I'm a sucker for Art Deco. Those who aren't amateur students of architecture or interior design may nonetheless be familiar with Art Deco's streamlined shapes, geometric designs and metallic structures from modern masterpieces like Radio City Music Hall or the design aesthetic of Batman: The Animated Series. In the 1930s it was perceived to be ultra-modern, progressive and forward-looking. It celebrated a future where rationality, science and industry would at last conquer the darkness and evil that haunts the human condition. In modern times, though, Art Deco is often used as a deliberately retro-future statement, the sad relic of a bright future that never happened. It is grimly appropriate, then, that BioShock''s ruined underwater utopia of Rapture is a decaying monument -- the last outpost of the lost world of Art Deco.

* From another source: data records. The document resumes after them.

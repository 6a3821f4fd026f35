use kube::CustomResource;
use schemars::JsonSchema;
use serde::{Deserialize, Serialize};

use super::schema::FunctionSchema;
use super::{spec_fingerprint, ApplyStatus};

#[derive(CustomResource, Debug, Clone, Serialize, Deserialize, PartialEq, JsonSchema)]
#[kube(
    group = "schemas.schemahero.io",
    version = "v1alpha4",
    kind = "Function",
    plural = "functions",
    namespaced,
    status = "ApplyStatus"
)]
#[serde(rename_all = "camelCase")]
pub struct FunctionSpec {
    pub database: String,
    pub name: String,
    pub schema: FunctionSchema,
    /// Drop the function when the resource is deleted.
    #[serde(default)]
    pub remove_on_deletion: bool,
}

impl Function {
    pub fn spec_sha(&self) -> String {
        spec_fingerprint(&self.spec)
    }
}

It was this week at E3 2007 that I finally got a chance to go hands-on with Irrational's BioShock. In between appointments I wandered into a Microsoft gaming lounge and sat down at an empty BioShock station. As the demonstrator fired up the game, text on the screen told me I was over the Atlantic and the year was 1960. Then there was darkness and I was surging through dark waters lit only by burning oil slicks on the surface. My plane had crashed and as I surfaced and avoided the fiery wreckage, I already knew I was in for something special. A few minutes more and I had navigated my way to a small lighthouse that contained a bathysphere that seemed to be my only hope for contacting someone and being rescued.

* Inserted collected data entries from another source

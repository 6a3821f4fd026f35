use schemars::JsonSchema;
use serde::{Deserialize, Serialize};

use super::{ColumnAttributes, ColumnConstraints, ForeignKey, Index};

#[derive(Debug, Clone, Default, PartialEq, Serialize, Deserialize, JsonSchema)]
#[serde(rename_all = "camelCase")]
pub struct MysqlTableSchema {
    #[serde(default, skip_serializing_if = "Vec::is_empty")]
    pub primary_key: Vec<String>,
    #[serde(default, skip_serializing_if = "Vec::is_empty")]
    pub foreign_keys: Vec<ForeignKey>,
    #[serde(default, skip_serializing_if = "Vec::is_empty")]
    pub indexes: Vec<Index>,
    #[serde(default)]
    pub columns: Vec<MysqlTableColumn>,
    #[serde(default, skip_serializing_if = "std::ops::Not::not")]
    pub is_deleted: bool,
    #[serde(default, skip_serializing_if = "Option::is_none")]
    pub default_charset: Option<String>,
    #[serde(default, skip_serializing_if = "Option::is_none")]
    pub collation: Option<String>,
}

#[derive(Debug, Clone, Default, PartialEq, Serialize, Deserialize, JsonSchema)]
#[serde(rename_all = "camelCase")]
pub struct MysqlTableColumn {
    pub name: String,
    #[serde(rename = "type")]
    pub column_type: String,
    #[serde(default, skip_serializing_if = "Option::is_none")]
    pub constraints: Option<ColumnConstraints>,
    #[serde(default, skip_serializing_if = "Option::is_none")]
    pub attributes: Option<ColumnAttributes>,
    #[serde(default, skip_serializing_if = "Option::is_none")]
    pub default: Option<String>,
    #[serde(default, skip_serializing_if = "Option::is_none")]
    pub charset: Option<String>,
    #[serde(default, skip_serializing_if = "Option::is_none")]
    pub collation: Option<String>,
}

It was my trip down into the sea, though, that gave me my first glimpse into the amazing story of Rapture. As the bathysphere descended into the inky depths, a screen rose from the floor and an old fashioned black-and-white welcome film told me where I was headed. "Does a man not deserve to keep the sweat of his brow?" the voice of Andrew Ryan asked. "The U.S. government says it belongs to the poor, the Vatican says it belongs to God and the Communists say it belongs to everyone." Rapture, according to Ryan's message, is the place where anyone may prosper free of interference or censorship. It's a perfect world free of the corrupt influence of the weak. It's a seductive message from a radical thinker who had the fortitude to turn that dream into reality.

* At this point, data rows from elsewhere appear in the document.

impl Harness {
    fn tables(&self) -> SchemaReconciler<Table> {
        SchemaReconciler::new(self.ctx.clone())
    }

    fn migrations(&self) -> MigrationReconciler {
        MigrationReconciler::new(self.ctx.clone())
    }

    async fn add_database(&self, database: crate::api::Database) {
        self.mem.databases.create(&database).await.unwrap();
    }

    /// Plan the users table and return its migration name.
    async fn plan_users(&self) -> String {
        let table = self.mem.tables.create(&users_table("ns", "db")).await.unwrap();
        let outcome = reconcile(&self.tables(), &key("users")).await.unwrap();
        assert_eq!(outcome, Outcome::Done);
        migration_id(&table.spec_sha())
    }
}

fn view(name: &str, database: &str, query: &str) -> View {
    View {
        metadata: meta("ns", name),
        spec: ViewSpec {
            database: database.to_string(),
            name: name.to_string(),
            schema: ViewSchema::Postgres(PostgresViewSchema {
                query: query.to_string(),
                is_deleted: false,
            }),
        },
        status: None,
    }
}

fn function(name: &str, database: &str, remove_on_deletion: bool) -> Function {
    Function {
        metadata: meta("ns", name),
        spec: FunctionSpec {
            database: database.to_string(),
            name: name.to_string(),
            schema: FunctionSchema {
                postgres: Some(PostgresqlFunctionSchema {
                    schema: None,
                    lang: "plpgsql".to_string(),
                    params: Vec::new(),
                    return_type: "integer".to_string(),
                    body: "BEGIN RETURN 1; END;".to_string(),
                    is_deleted: false,
                }),
            },
            remove_on_deletion,
        },
        status: None,
    }
}

fn extension(name: &str, database: &str, remove_on_deletion: bool) -> DatabaseExtension {
    DatabaseExtension {
        metadata: meta("ns", name),
        spec: DatabaseExtensionSpec {
            database_name: database.to_string(),
            postgres: Some(PostgresDatabaseExtension {
                name: "uuid-ossp".to_string(),
                version: None,
                schema: None,
            }),
            remove_on_deletion,
        },
        status: None,
    }
}

fn data_migration(name: &str, database: &str) -> DataMigration {
    let mut update = DataOperation::new(DataOperationKind::Update, "users", "status");
    update.value = Some("'active'".to_string());
    update.where_clause = Some("status IS NULL".to_string());
    let mut convert = DataOperation::new(DataOperationKind::Convert, "events", "created_at");
    convert.from = Some("timestamp".to_string());
    convert.to = Some("timestamptz".to_string());
    DataMigration {
        metadata: meta("ns", name),
        spec: DataMigrationSpec {
            database: database.to_string(),
            operations: vec![update, convert],
        },
        status: None,
    }
}

fn uri_from(value_from: ValueFrom) -> DatabaseConnection {
    DatabaseConnection::Postgres(PostgresConnection {
        uri: ValueOrValueFrom {
            value: None,
            value_from: Some(value_from),
        },
    })
}

async fn set_pod_phase(mem: &MemoryCluster, name: &str, phase: &str) {
    let mut pod: Pod = mem.pods.get("ns", name).await.unwrap().unwrap();
    pod.status = Some(PodStatus {
        phase: Some(phase.to_string()),
        ..Default::default()
    });
    mem.pods.replace_status(&pod).await.unwrap();
}

// ============================================================================
// Table / View planning
// ============================================================================

#[tokio::test]
async fn test_simple_plan_creates_migration() {
    let h = harness().await;
    h.add_database(postgres_database("ns", "db", URI)).await;
    let name = h.plan_users().await;

    let migration = h.mem.migrations.get("ns", &name).await.unwrap().unwrap();
    assert_eq!(name.len(), 7);
    assert_eq!(migration.spec.generated_ddl, USERS_DDL);
    assert_eq!(migration.spec.table_name, "users");
    assert_eq!(migration.spec.database_name, "db");
    assert_eq!(migration.spec.source_kind, SourceKind::Table);

    let status = migration.status.unwrap();
    assert_eq!(status.phase, Some(MigrationPhase::Planned));
    assert!(status.planned_at > 0);
    assert_eq!(status.approved_at, 0);

    let owner = &migration.metadata.owner_references.unwrap()[0];
    assert_eq!(owner.kind, "Table");
    assert_eq!(owner.name, "users");

    let table = h.mem.tables.get("ns", "users").await.unwrap().unwrap();
    let table_status = table.status.clone().unwrap();
    assert_eq!(table_status.last_planned_spec_sha, Some(table.spec_sha()));
    assert_eq!(table_status.phase, Some(ResourcePhase::Planned));
}

#[tokio::test]
async fn test_replanning_same_spec_is_a_no_op() {
    let h = harness().await;
    h.add_database(postgres_database("ns", "db", URI)).await;
    h.plan_users().await;
    let before = h.mem.tables.get("ns", "users").await.unwrap().unwrap();

    for _ in 0..3 {
        let outcome = reconcile(&h.tables(), &key("users")).await.unwrap();
        assert_eq!(outcome, Outcome::Done);
    }

    let after = h.mem.tables.get("ns", "users").await.unwrap().unwrap();
    assert_eq!(h.mem.migrations.len().await, 1);
    assert_eq!(h.state.planned_tables().await.len(), 1);
    assert_eq!(
        before.metadata.resource_version,
        after.metadata.resource_version
    );
}

#[tokio::test]
async fn test_immediate_deploy_approves_and_schedules_pod() {
    let h = harness().await;
    let mut db = postgres_database("ns", "db", URI);
    db.spec.immediate_deploy = true;
    h.add_database(db).await;
    let name = h.plan_users().await;

    let migration = h.mem.migrations.get("ns", &name).await.unwrap().unwrap();
    let status = migration.status.unwrap();
    assert_eq!(status.phase, Some(MigrationPhase::Approved));
    assert!(status.planned_at > 0);
    assert_eq!(status.approved_at, status.planned_at);

    let outcome = reconcile(&h.migrations(), &key(&name)).await.unwrap();
    assert_eq!(outcome, Outcome::Done);

    let object_name = format!("db-users-{}", name);
    let payload = h.mem.config_maps.get("ns", &object_name).await.unwrap().unwrap();
    assert_eq!(payload.data.unwrap()["ddl.sql"], USERS_DDL);

    let pod = h.mem.pods.get("ns", &object_name).await.unwrap().unwrap();
    let spec = pod.spec.clone().unwrap();
    assert_eq!(spec.restart_policy.as_deref(), Some("Never"));
    let container = &spec.containers[0];
    assert_eq!(container.image.as_deref(), Some("schemahero/schemahero:alpha"));
    assert_eq!(
        container.args.clone().unwrap(),
        vec!["apply", "--driver", "postgres", "--ddl", "/input/ddl.sql", "--uri", URI]
    );
    let labels = pod.metadata.labels.clone().unwrap();
    assert_eq!(labels["schemahero-role"], "apply");
    assert_eq!(labels["schemahero-name"], "users");
    assert_eq!(labels["schemahero-namespace"], "ns");
    assert_eq!(
        owner_key(&pod, "Migration"),
        Some(ObjectKey::new("ns", name.clone()))
    );
}

#[tokio::test]
async fn test_missing_database_requeues_without_status() {
    let h = harness().await;
    h.mem.tables.create(&users_table("ns", "db")).await.unwrap();

    let outcome = reconcile(&h.tables(), &key("users")).await.unwrap();
    assert_eq!(outcome, Outcome::RequeueAfter(Duration::from_secs(10)));
    assert!(h.mem.migrations.is_empty().await);
    let table = h.mem.tables.get("ns", "users").await.unwrap().unwrap();
    assert!(table.status.is_none());

    h.add_database(postgres_database("ns", "db", URI)).await;
    let outcome = reconcile(&h.tables(), &key("users")).await.unwrap();
    assert_eq!(outcome, Outcome::Done);
    assert_eq!(h.mem.migrations.len().await, 1);
}

#[tokio::test]
async fn test_engine_mismatch_is_permanent_and_recorded() {
    let h = harness().await;
    h.add_database(mysql_database("ns", "db", "mysql://u:p@h/db")).await;
    h.mem.tables.create(&users_table("ns", "db")).await.unwrap();

    let err = reconcile(&h.tables(), &key("users")).await.unwrap_err();
    assert!(err.is_permanent());
    assert!(matches!(err, ReconcileError::EngineMismatch { .. }));

    let table = h.mem.tables.get("ns", "users").await.unwrap().unwrap();
    let status = table.status.clone().unwrap();
    assert_eq!(status.phase, Some(ResourcePhase::Failed));
    assert!(status.message.unwrap().contains("mysql"));
    assert!(h.mem.migrations.is_empty().await);

    // The recorded fingerprint stops further passes.
    let outcome = reconcile(&h.tables(), &key("users")).await.unwrap();
    assert_eq!(outcome, Outcome::Done);
}

#[tokio::test]
async fn test_unmanaged_database_is_skipped() {
    let h = harness_with(Settings {
        managed_databases: vec!["other".to_string()],
        ..Default::default()
    })
    .await;
    h.add_database(postgres_database("ns", "db", URI)).await;
    h.mem.tables.create(&users_table("ns", "db")).await.unwrap();

    let outcome = reconcile(&h.tables(), &key("users")).await.unwrap();
    assert_eq!(outcome, Outcome::Done);
    assert!(h.mem.migrations.is_empty().await);
    assert_eq!(h.state.connect_count(), 0);
}

#[tokio::test]
async fn test_existing_live_table_plans_nothing() {
    let h = harness().await;
    h.add_database(postgres_database("ns", "db", URI)).await;
    h.state.add_existing_table("users").await;
    h.mem.tables.create(&users_table("ns", "db")).await.unwrap();

    let outcome = reconcile(&h.tables(), &key("users")).await.unwrap();
    assert_eq!(outcome, Outcome::Done);
    assert!(h.mem.migrations.is_empty().await);
}

#[tokio::test]
async fn test_plan_connection_failure_is_transient() {
    let h = harness().await;
    h.add_database(postgres_database("ns", "db", URI)).await;
    h.state.set_fail_on_connect(true).await;
    h.mem.tables.create(&users_table("ns", "db")).await.unwrap();

    let err = reconcile(&h.tables(), &key("users")).await.unwrap_err();
    assert!(matches!(err, ReconcileError::Plugin(_)));
    assert!(!err.is_permanent());
    let table = h.mem.tables.get("ns", "users").await.unwrap().unwrap();
    assert!(table.status.is_none());
}

#[tokio::test]
async fn test_view_plan() {
    let h = harness().await;
    h.add_database(postgres_database("ns", "db", URI)).await;
    let created = h
        .mem
        .views
        .create(&view("active_users", "db", "SELECT * FROM users"))
        .await
        .unwrap();

    let reconciler: SchemaReconciler<View> = SchemaReconciler::new(h.ctx.clone());
    reconcile(&reconciler, &key("active_users")).await.unwrap();

    let name = migration_id(&created.spec_sha());
    let migration = h.mem.migrations.get("ns", &name).await.unwrap().unwrap();
    assert_eq!(
        migration.spec.generated_ddl,
        "CREATE OR REPLACE VIEW active_users AS SELECT * FROM users"
    );
    assert_eq!(migration.spec.source_kind, SourceKind::View);
}

// ============================================================================
// Migrations and apply pods
// ============================================================================

#[tokio::test]
async fn test_unapproved_migration_is_not_applied() {
    let h = harness().await;
    h.add_database(postgres_database("ns", "db", URI)).await;
    let name = h.plan_users().await;

    let outcome = reconcile(&h.migrations(), &key(&name)).await.unwrap();
    assert_eq!(outcome, Outcome::Done);
    assert!(h.mem.pods.is_empty().await);
    assert!(h.mem.config_maps.is_empty().await);
}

Indeed, it's after the film ends that I get my first glimpse of the reality, and it's everything he promised it to be. Rapture is magnificent -- there's just no other word to describe it. As my submersible heads through the city, I travel through the man-made underwater canyons formed by ornately decorated Art Deco buildings. Fish, squid and a blue whale swim by neon advertisements offering fine tobaccos, high fashion for the modern woman and something called "Plasmids." My trip through the exterior of this city fills me with awe at the grandeur of Ryan's vision. Then the bathysphere docks and I get a close look at the nightmare formed when such a dream goes sour.